Хоро
I
Пусть служка смотрит за своими свечами, а Капановы вовсе не пьяницы. Ну, если и выпили, как все люди, что из того? А коли это грех, так пусть их опять колошматят в казармах, пусть колошматят!
Подвыпившие сапожники — отец и сын — вытянули шеи над церковным ящиком, и младший, взглянув на венчавшихся, прошипел:
— Мо-гилу най-дите, могилу Сашко Карабелева! Из его кожи люди уже кошель-ки понаделали...
Служка рукой зажал ему рот: что ж, дорожит местом! Ну и пусть.
Сапожники отошли. А младший все кричал:
— Врут, батя. Врут, мать их... И когда венчают нас, и когда крестят, и когда убивают — всегда вру-у-ут...
— Врут, чтоб их, — поддакивал старший, пошатываясь. — Только когда... когда убивают нас, Сыбчо, тогда, нет, не врут. Тогда не врут, мать их...
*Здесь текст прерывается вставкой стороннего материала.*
mod common;

use common::{location, spawn_app};

#[tokio::test]
async fn public_pages_are_available_to_guests() {
    let app = spawn_app().await;
    let user = app.create_user("auth").await;
    app.create_group("Heading", "test-slug", "Group description")
        .await;
    let post_id = app.create_post(&user, "Test text", None).await;
    let guest = app.guest();

    for path in [
        "/".to_string(),
        "/group/test-slug/".to_string(),
        "/profile/auth/".to_string(),
        format!("/posts/{post_id}/"),
    ] {
        let response = app.get(&guest, &path).await;
        assert_eq!(response.status(), 200, "GET {path}");
    }
}

#[tokio::test]
async fn unknown_url_renders_custom_not_found_page() {
    let app = spawn_app().await;
    let response = app.get(&app.guest(), "/unexisting_page/").await;
    assert_eq!(response.status(), 404);
    let body = response.text().await.unwrap();
    assert!(body.contains("<h1>Page not found</h1>"));
    assert!(body.contains("/unexisting_page/"));
}

#[tokio::test]
async fn unknown_objects_are_not_found() {
    let app = spawn_app().await;
    let guest = app.guest();
    for path in [
        "/group/missing/",
        "/profile/nobody/",
        "/posts/999/",
        "/posts/not-a-number/",
    ] {
        let response = app.get(&guest, path).await;
        assert_eq!(response.status(), 404, "GET {path}");
        assert!(response.text().await.unwrap().contains("Page not found"));
    }
}

#[tokio::test]
async fn create_page_is_available_to_authorized_user() {
    let app = spawn_app().await;
    let user = app.create_user("auth").await;
    let html = app.get_html(&app.client_for(&user), "/create/").await;
    assert!(html.contains("<h1>New post</h1>"));
    assert!(html.contains(r#"name="text""#));
    assert!(html.contains(r#"name="group""#));
}

#[tokio::test]
async fn edit_page_is_available_to_author() {
    let app = spawn_app().await;
    let author = app.create_user("edit").await;
    let group = app.create_group("Heading", "test-slug", "desc").await;
    let post_id = app.create_post(&author, "edit", Some(&group)).await;

    let html = app
        .get_html(&app.client_for(&author), &format!("/posts/{post_id}/edit/"))
        .await;
    assert!(html.contains("<h1>Edit post</h1>"));
    assert!(html.contains(">edit</textarea>"));
    assert!(html.contains(&format!(r#"<option value="{}" selected>"#, group.id)));
}

#[tokio::test]
async fn create_redirects_anonymous_to_login() {
    let app = spawn_app().await;
    let response = app.get(&app.guest(), "/create/").await;
    assert_eq!(location(&response), "/auth/login/?next=/create/");
}

#[tokio::test]
async fn edit_redirects_anonymous_to_login_even_for_missing_post() {
    let app = spawn_app().await;
    let response = app.get(&app.guest(), "/posts/1/edit/").await;
    assert_eq!(location(&response), "/auth/login/?next=/posts/1/edit/");
}

#[tokio::test]
async fn feed_redirects_anonymous_to_login() {
    let app = spawn_app().await;
    let response = app.get(&app.guest(), "/follow/").await;
    assert_eq!(location(&response), "/auth/login/?next=/follow/");
}

#[tokio::test]
async fn invalid_token_is_treated_as_anonymous() {
    let app = spawn_app().await;
    let response = app
        .guest()
        .get(app.url("/create/"))
        .header("Authorization", "Token not-a-jwt")
        .send()
        .await
        .unwrap();
    assert_eq!(location(&response), "/auth/login/?next=/create/");
}
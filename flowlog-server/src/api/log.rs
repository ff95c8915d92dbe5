//! Log API Handlers
//!
//! HTTP endpoints for writing and listing log entries.
//!
//! Write bodies are taken as raw bytes so that every malformed payload,
//! including invalid JSON or a missing content type, is reported as 400.
//! Body and query string rejections go through `ApiError` as well, so every
//! error carries an `{"error": ...}` body.

use axum::{
    Json,
    body::Bytes,
    extract::{
        Path, Query, State,
        rejection::{BytesRejection, QueryRejection},
    },
    http::StatusCode,
};
use flowlog_core::domain::log::LogEntry;
use flowlog_core::domain::page::Page;
use flowlog_core::dto::query::ListQuery;
use flowlog_core::validate::parse_json;

use crate::api::AppState;
use crate::api::error::ApiResult;

// =============================================================================
// Write Endpoints
// =============================================================================

/// POST /log/{service_id}/{run_id}
/// Store a single log entry
pub async fn post_log(
    State(service): State<AppState>,
    Path((service_id, run_id)): Path<(String, String)>,
    body: Result<Bytes, BytesRejection>,
) -> ApiResult<StatusCode> {
    tracing::debug!("Posting log entry for {}/{}", service_id, run_id);

    let payload = parse_json(&body?)?;
    service.ingest_one(&service_id, &run_id, &payload)?;

    Ok(StatusCode::CREATED)
}

/// POST /logs/{service_id}/{run_id}
/// Store a batch of log entries, one per userID
pub async fn post_logs(
    State(service): State<AppState>,
    Path((service_id, run_id)): Path<(String, String)>,
    body: Result<Bytes, BytesRejection>,
) -> ApiResult<StatusCode> {
    tracing::debug!("Posting log batch for {}/{}", service_id, run_id);

    let payload = parse_json(&body?)?;
    service.ingest_batch(&service_id, &run_id, &payload)?;

    Ok(StatusCode::CREATED)
}

// =============================================================================
// Read Endpoints
// =============================================================================

/// GET /logs/{service_id}/{run_id}
/// List entries of one run
pub async fn list_run_logs(
    State(service): State<AppState>,
    Path((service_id, run_id)): Path<(String, String)>,
    query: Result<Query<ListQuery>, QueryRejection>,
) -> ApiResult<Json<Page<LogEntry>>> {
    tracing::debug!("Listing logs for {}/{}", service_id, run_id);

    let Query(query) = query?;

    let page = service.list_run(&service_id, &run_id, query.cursor.as_deref(), query.limit)?;

    Ok(Json(page))
}

/// GET /logs/{service_id}
/// List entries across every run of a service
pub async fn list_service_logs(
    State(service): State<AppState>,
    Path(service_id): Path<String>,
    query: Result<Query<ListQuery>, QueryRejection>,
) -> ApiResult<Json<Page<LogEntry>>> {
    tracing::debug!("Listing logs for service {}", service_id);

    let Query(query) = query?;

    let page = service.list_service(&service_id, query.cursor.as_deref(), query.limit)?;

    Ok(Json(page))
}
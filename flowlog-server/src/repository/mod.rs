//! Repository Module
//!
//! Data access layer for the server.
//! Log entries live in an in-process store keyed by (service, run); cursors
//! are the opaque tokens that point back into it.

pub mod cursor;
pub mod log;

// Re-export for convenience
pub use log as log_repository;
pub use log::{LogStore, StoreError};
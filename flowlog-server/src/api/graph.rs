//! Graph API Handler

use axum::{Json, extract::State};
use flowlog_core::domain::graph::Graph;

use crate::api::AppState;

/// GET /graph
/// Snapshot of the inferred service graph
pub async fn get_graph(State(service): State<AppState>) -> Json<Graph> {
    let graph = service.graph_snapshot();

    tracing::debug!(
        "Serving graph with {} node(s) and {} edge(s)",
        graph.nodes.len(),
        graph.edges.len()
    );

    Json(graph)
}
А в церкви все гудел бесстрастный голос священника, потрескивало в лампадках масло и мертво глядели иконы. Только солнечные лучи, пробиваясь сквозь разноцветные стекла окон, бросали яркие пятна на лица собравшихся. Жених — высокий, мускулистый, косоглазый — казался лиловым. Рядом с ним почти и не виден был посаженый отец — полковник, маленький, с позеленевшей бородкой и эполетами. Зелеными были и его глаза. Он вращал ими, оглядывая присутствующих. И все ежились под его взглядом.
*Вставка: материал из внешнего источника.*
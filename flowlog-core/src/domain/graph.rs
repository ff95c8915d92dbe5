//! Service dependency graph types
//!
//! A graph snapshot is an immutable value: nodes are the services seen in
//! log traffic, edges point from a service that wrote to a storage to a
//! service that read from the same storage.

use serde::{Deserialize, Serialize};

/// A snapshot of the inferred service graph
#[derive(Debug, Clone, Default, PartialEq, Eq, Serialize, Deserialize)]
pub struct Graph {
    pub nodes: Vec<GraphNode>,
    pub edges: Vec<GraphEdge>,
}

/// A service that appeared in at least one accepted log entry
#[derive(Debug, Clone, PartialEq, Eq, Serialize, Deserialize)]
#[serde(rename_all = "camelCase")]
pub struct GraphNode {
    /// The service identifier
    pub id: String,

    /// Number of log entries observed for this service
    pub observations: u64,

    /// Latest entry timestamp observed for this service (ms since epoch)
    pub last_seen: u64,
}

/// An inferred writer → reader relationship between two services
#[derive(Debug, Clone, PartialEq, Eq, Serialize, Deserialize)]
#[serde(rename_all = "camelCase")]
pub struct GraphEdge {
    /// Service that wrote (`out`) to a shared storage
    pub from: String,

    /// Service that read (`in`) from the same storage
    pub to: String,

    /// Number of matched (out, in) observation pairs
    pub count: u64,

    /// Latest timestamp across all matched pairs (ms since epoch)
    pub last_seen: u64,

    /// Storage keys through which the two services communicate, sorted
    pub storages: Vec<String>,
}

impl Graph {
    pub fn node(&self, id: &str) -> Option<&GraphNode> {
        self.nodes.iter().find(|n| n.id == id)
    }

    pub fn edge(&self, from: &str, to: &str) -> Option<&GraphEdge> {
        self.edges.iter().find(|e| e.from == from && e.to == to)
    }
}
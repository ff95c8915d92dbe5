//! Paginated result sets

use serde::{Deserialize, Serialize};

/// One page of a larger ordered result
///
/// `next_page` is `None` exactly when `payload` reaches the end of the
/// matched collection. It serializes as `null` rather than being omitted.
#[derive(Debug, Clone, PartialEq, Eq, Serialize, Deserialize)]
#[serde(rename_all = "camelCase")]
pub struct Page<T> {
    pub payload: Vec<T>,
    pub next_page: Option<String>,
}

impl<T> Page<T> {
    pub fn empty() -> Self {
        Self {
            payload: Vec::new(),
            next_page: None,
        }
    }

    pub fn is_last(&self) -> bool {
        self.next_page.is_none()
    }
}

impl<T> Default for Page<T> {
    fn default() -> Self {
        Self::empty()
    }
}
Служка смотрел на улицу, вслед удалявшимся сапожникам: они, Капановы, конечно, хотят забыться; уж очень их здорово били в казармах — чуть все кости не переломали.
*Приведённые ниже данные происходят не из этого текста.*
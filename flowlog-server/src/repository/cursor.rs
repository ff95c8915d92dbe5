//! Pagination cursors
//!
//! Cursors are opaque to clients: a URL-safe base64 token wrapping the
//! position of the last entry returned. Run and service listings order
//! entries differently, so each has its own cursor kind and one is never
//! accepted in place of the other.

use base64::Engine;
use base64::engine::general_purpose::URL_SAFE_NO_PAD;
use flowlog_core::ValidationError;

/// Resume point in a single run: the sequence number of the last entry seen
#[derive(Debug, Clone, Copy, PartialEq, Eq, PartialOrd, Ord)]
pub struct RunCursor {
    pub seq: u64,
}

/// Resume point in a service-wide listing, ordered by (timestamp, sequence)
#[derive(Debug, Clone, Copy, PartialEq, Eq, PartialOrd, Ord)]
pub struct ServiceCursor {
    pub timestamp: u64,
    pub seq: u64,
}

const RUN_PREFIX: &str = "r";
const SERVICE_PREFIX: &str = "s";

impl RunCursor {
    pub fn encode(&self) -> String {
        URL_SAFE_NO_PAD.encode(format!("{}:{}", RUN_PREFIX, self.seq))
    }

    pub fn decode(token: &str) -> Result<Self, ValidationError> {
        let raw = decode_raw(token)?;
        match raw.split(':').collect::<Vec<_>>().as_slice() {
            [RUN_PREFIX, seq] => Ok(Self {
                seq: parse_u64(seq)?,
            }),
            _ => Err(ValidationError::InvalidCursor),
        }
    }
}

impl ServiceCursor {
    pub fn encode(&self) -> String {
        URL_SAFE_NO_PAD.encode(format!(
            "{}:{}:{}",
            SERVICE_PREFIX, self.timestamp, self.seq
        ))
    }

    pub fn decode(token: &str) -> Result<Self, ValidationError> {
        let raw = decode_raw(token)?;
        match raw.split(':').collect::<Vec<_>>().as_slice() {
            [SERVICE_PREFIX, timestamp, seq] => Ok(Self {
                timestamp: parse_u64(timestamp)?,
                seq: parse_u64(seq)?,
            }),
            _ => Err(ValidationError::InvalidCursor),
        }
    }
}

fn decode_raw(token: &str) -> Result<String, ValidationError> {
    let bytes = URL_SAFE_NO_PAD
        .decode(token)
        .map_err(|_| ValidationError::InvalidCursor)?;
    String::from_utf8(bytes).map_err(|_| ValidationError::InvalidCursor)
}

fn parse_u64(s: &str) -> Result<u64, ValidationError> {
    s.parse().map_err(|_| ValidationError::InvalidCursor)
}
«Эхе-хе, что творится вокруг. Разве это свадьба? Кмет[1], его непутевая жена, прокурор, еще бог знает кто, и никого из рода Карабелевых».
Когда священник выводил новобрачных из церкви, у невесты подкосились ноги и жених на руках донес ее до пролетки.
— Возьми себя в руки, Миче.
Миче лежала, теплая и мягкая, на его руках, но губы ее совсем побелели. Она шептала:
— Говорила я, дома надо было венчаться: никого не обманешь...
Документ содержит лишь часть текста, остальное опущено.